--- Action item ---
Copy each line of the entries that contains the word "into".

═══

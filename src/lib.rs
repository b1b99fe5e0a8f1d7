//! **simcheck** - Lightweight CLI for scoring similarity between Python source files
//!
//! Tokenizes each file into six semantic categories, reduces them to frequency
//! tables, and folds frequency-weighted Levenshtein comparisons into a single
//! normalized score. Designed for near-duplicate and plagiarism screening.

/// Command-line interface with clap integration
pub mod cli;

/// Shell completion generation
pub mod completion;

/// Core comparison pipeline - tokenize, count, measure, score
pub mod core {
    /// Whitespace/case/NFKC text folding applied to every token
    pub mod normalize;
    pub use normalize::normalize;

    /// Lexical token categorization into the six content buckets
    pub mod categorize;
    pub use categorize::{Categorizer, Category, ContentBuffer};

    /// Descending-count frequency tables with stable tie-breaks
    pub mod frequency;
    pub use frequency::frequency_table;

    /// Levenshtein edit distance over characters
    pub mod distance;
    pub use distance::edit_distance;

    /// Frequency-weighted scorer and per-pair orchestrator
    pub mod compare;
    pub use compare::{Comparator, Verdict, run as compare_run};

    /// Manifest-driven batch runner with append-only output sink
    pub mod batch;
    pub use batch::run as batch_run;
}

/// Language processing - lexical token streams built on tree-sitter
pub mod parsers {
    /// Python lexer yielding identifier/string/number/comment tokens
    pub mod python_lexer;
    pub use python_lexer::{LexToken, PythonLexer, TokenKind, TokenStream};
}

/// Infrastructure - configuration and I/O
pub mod infra {
    /// Configuration management with TOML support
    pub mod config;
    pub use config::{Config, init as config_init, load_config};

    /// Memory-mapped file I/O for large files (>1MB threshold)
    pub mod io;
    pub use io::{SourceText, read_source};
}

// Strategic re-exports for clean CLI interface
pub use cli::{AppContext, Cli, Commands};
pub use core::{batch_run, compare_run};
pub use infra::{Config, load_config};
pub use parsers::PythonLexer;

// Core types for external consumers
pub use core::categorize::{Category, ContentBuffer};
pub use core::compare::{Comparator, Verdict};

═══

--- Your response ---
//! Tokenizes each file into six semantic categories, reduces them to frequency
//! tables, and folds frequency-weighted Levenshtein comparisons into a single
    /// Lexical token categorization into the six content buckets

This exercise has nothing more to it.